El terror siempre ha tenido un enorme espacio en nuestro medio. No es extraño, y es que si de algo necesita un género como este para resultar funcional es la inmersión. Atrapar a la persona entre sus redes y jugar con su mente. Algo para lo que el videojuego no solo está dispuesto, sino que destaca sobremanera.
No importa cómo lo haga. El videojuego está preparado para generar una inmersión, para crear un espacio que podemos sentir real, donde nosotros —ya sea nuestro avatar o interpretando a personaje en concreto— seamos partícipes de la escena en cuestión. 'Resident Evil 7', por ejemplo, conseguía meternos en su mundo haciendo uso de un destacable apartado audiovisual. La acción en primera persona, los efectos de sonido, la iluminación... todo juega a favor del terror inmersivo.
La anatomía del miedo
Pero el terror también puede tratarse de la forma más simple posible, sin tener que perder, por ello, la inmersión de la que hablaba. La saga 'Yomawari', formada por 'Yomawari: Night Alone' y 'Yomawari: Midnight Shadows', es el claro ejemplo de ello. De cómo el videojuego también nos puede hacer sentir miedo sin necesidad de apelar a los elementos complejos con los que cuentan algunos de sus hermanos en el género.
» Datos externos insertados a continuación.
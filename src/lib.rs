//! CineDB: an embedded movie catalog engine.
//!
//! A fixed-schema collection of records held in memory, backed by one flat
//! JSON document, exposing filtered queries, ranked top-N views, scalar
//! aggregates, and create/update/delete mutations. The network, query
//! language, and conversational front ends are external collaborators; they
//! call through [`Catalog`].
//!
//! # Example
//!
//! ```ignore
//! use cinedb::{Catalog, SearchFilter, StoreConfig};
//!
//! let catalog = Catalog::open(StoreConfig::at("catalog.json"))?;
//!
//! let hits = catalog.search(&SearchFilter::new().year(2008).min_rating(8.0), None);
//! let best = catalog.top_rated(Some(5));
//! ```

pub mod types;

pub use types::*;

use std::path::PathBuf;
use std::sync::Arc;

pub use cinedb_core::{Movie, MovieDraft, MoviePatch, Result};
pub use cinedb_engine::{CatalogMutations, CatalogQueries, DeleteSelector, MutationOutcome, RankKey, SearchFilter};
pub use cinedb_store::{CatalogStore, StoreConfig};

/// Handle combining the record store, query engine, and mutation pipeline.
///
/// `Clone` is cheap: every clone shares the same store, so mutations made
/// through one handle are visible through all of them.
#[derive(Debug, Clone)]
pub struct Catalog {
    store: Arc<CatalogStore>,
    queries: CatalogQueries,
    mutations: CatalogMutations,
}

impl Catalog {
    /// Open the catalog: load and normalize the backing document once.
    pub fn open(config: StoreConfig) -> Result<Self> {
        let store = Arc::new(CatalogStore::open(config)?);
        Ok(Self {
            queries: CatalogQueries::new(store.clone()),
            mutations: CatalogMutations::new(store.clone()),
            store,
        })
    }

    /// Open with the default load policy at the given path.
    pub fn open_at(path: impl Into<PathBuf>) -> Result<Self> {
        Self::open(StoreConfig::at(path))
    }

    /// Shared store handle, for callers composing their own facades.
    pub fn store(&self) -> &Arc<CatalogStore> {
        &self.store
    }

    /// Number of live records.
    pub fn len(&self) -> usize {
        self.store.len()
    }

    /// True when the catalog holds no records.
    pub fn is_empty(&self) -> bool {
        self.store.is_empty()
    }

    /// Id the next create would assign.
    pub fn next_id(&self) -> u64 {
        self.store.next_id()
    }

    // =========================================================================
    // Queries
    // =========================================================================

    /// Full collection in store order, optionally sliced by offset then limit.
    pub fn movies(&self, offset: Option<usize>, limit: Option<usize>) -> Vec<Movie> {
        self.queries.all(offset, limit)
    }

    /// Single record by id.
    pub fn movie(&self, id: u64) -> Option<Movie> {
        self.queries.get(id)
    }

    /// Single record by case-insensitive exact title.
    pub fn movie_by_title(&self, title: &str) -> Option<Movie> {
        self.queries.get_by_title(title)
    }

    /// AND-combined predicate search.
    pub fn search(&self, filter: &SearchFilter, limit: Option<usize>) -> Vec<Movie> {
        self.queries.search(filter, limit)
    }

    /// Ranked top-N under an arbitrary key.
    pub fn top_n(&self, key: RankKey, limit: Option<usize>) -> Vec<Movie> {
        self.queries.top_n(key, limit)
    }

    pub fn top_rated(&self, limit: Option<usize>) -> Vec<Movie> {
        self.queries.top_rated(limit)
    }

    pub fn top_revenue(&self, limit: Option<usize>) -> Vec<Movie> {
        self.queries.top_revenue(limit)
    }

    pub fn latest(&self, limit: Option<usize>) -> Vec<Movie> {
        self.queries.latest(limit)
    }

    pub fn earliest(&self, limit: Option<usize>) -> Vec<Movie> {
        self.queries.earliest(limit)
    }

    pub fn longest(&self, limit: Option<usize>) -> Vec<Movie> {
        self.queries.longest(limit)
    }

    pub fn most_voted(&self, limit: Option<usize>) -> Vec<Movie> {
        self.queries.most_voted(limit)
    }

    pub fn by_director(&self, director: &str) -> Vec<Movie> {
        self.queries.by_director(director)
    }

    pub fn by_actor(&self, actor: &str) -> Vec<Movie> {
        self.queries.by_actor(actor)
    }

    pub fn by_year(&self, year: i32) -> Vec<Movie> {
        self.queries.by_year(year)
    }

    pub fn by_genre(&self, genre: &str) -> Vec<Movie> {
        self.queries.by_genre(genre)
    }

    pub fn average_rating_by_genre(&self, genre: &str) -> f64 {
        self.queries.average_rating_by_genre(genre)
    }

    pub fn count_by_director(&self, director: &str) -> usize {
        self.queries.count_by_director(director)
    }

    pub fn revenue_by_year(&self, year: i32) -> f64 {
        self.queries.revenue_by_year(year)
    }

    // =========================================================================
    // Mutations
    // =========================================================================

    /// Create a record; the store assigns its id.
    pub fn create(&self, draft: MovieDraft) -> Result<MutationOutcome> {
        self.mutations.create(draft)
    }

    /// Merge the patch's supplied fields into the record with the given id.
    pub fn update(&self, id: u64, patch: &MoviePatch) -> Result<MutationOutcome> {
        self.mutations.update(id, patch)
    }

    /// Delete by selector (id or title; title wins when both are given).
    pub fn delete(&self, selector: &DeleteSelector) -> Result<MutationOutcome> {
        self.mutations.delete(selector)
    }
}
Y es que la franquicia de Nippon Ichi Software traslada su terror a la escena más minimalista. Sus componentes no son más que una niña pequeña, un tradicional pueblo japonés y el amparo de la noche. No son necesarios grandes trasfondos, giros de guion o el uso de imponentes efectos audiovisuales para que la magia de la inmersión haga su uso. Porque el espacio en el que se mueve es uno familiar, casi personal. Así la inmersión no solo se produce al hacernos partícipes de su mundo, sino también al tratarnos de forma directa, al leer nuestros miedos más innatos y jugar con ellos de forma inocente. Pero funcional.
Porque la inmersión en 'Yomawari', de nuevo, se basa en nuestros miedos más simples, en esos momentos en los que un paseo nocturno puede verse afectado por nuestra psique, por el temor a lo desconocido, a lo inexistente. Y es que en la obra de NIS encarnamos a una simple niña pequeña que deambula por las calles de un pueblo en busca de su perro y su hermana durante la primera entrega y en busca de su amiga perdida durante la segunda.
El juego traza lazos emocionales con nosotros. El atropello del pequeño perro Poro o la desaparición de una amiga inseparable en el preciso momento en que una inesperada mudanza pretende cortar con la amistad son los puntos de inicio. Así, después de atacar al factor emocional, las sombras de la noche son mucho más amenazantes. E incluso algo tan simple como el salir a la calle, mochila en la espalda y linterna en mano, resulta todo un periplo.
Una bolsa que se mueve, la luz de una farola que tintinea. Cualquier excusa es válida para que nos pongamos en guardia. Pero cuando interpretamos el papel que nos toca en 'Yomawari' las cosas no son tan simples. Porque el juego toma el folclore japonés y escenifica esos miedos innatos en su escena. Toma influencias del sintonismo y su 'Yaoyorozu-nokami' —la creencia de que existe una miríada de dioses o espíritus, que poseen diferentes objetos o seres— para cubrir sus calles con todo tipo de criaturas extraídas de ese miedo antiguo, de la incapacidad para explicar los sucesos naturales de otras épocas.
Algo con lo que la obra juega con coherencia. Porque el marcaje de los latidos del corazón de las chicas aumenta cada vez que un peligro se acerca y cuanto más lo hace, más complicado es correr. Así 'Yomawari' consigue una brillante inmersión, jugando con la inocencia y la incapacidad para hacer algo más que correr y alumbrar las calles con la tenue luz de una linterna, siguiendo los latidos de un agitado corazón que sufre un miedo familiar al verse rodeado de las tinieblas de la noche. Una apelación personal constante que demuestra cómo el miedo puede servirse en los frascos más pequeños sin perder un ápice de su esencia.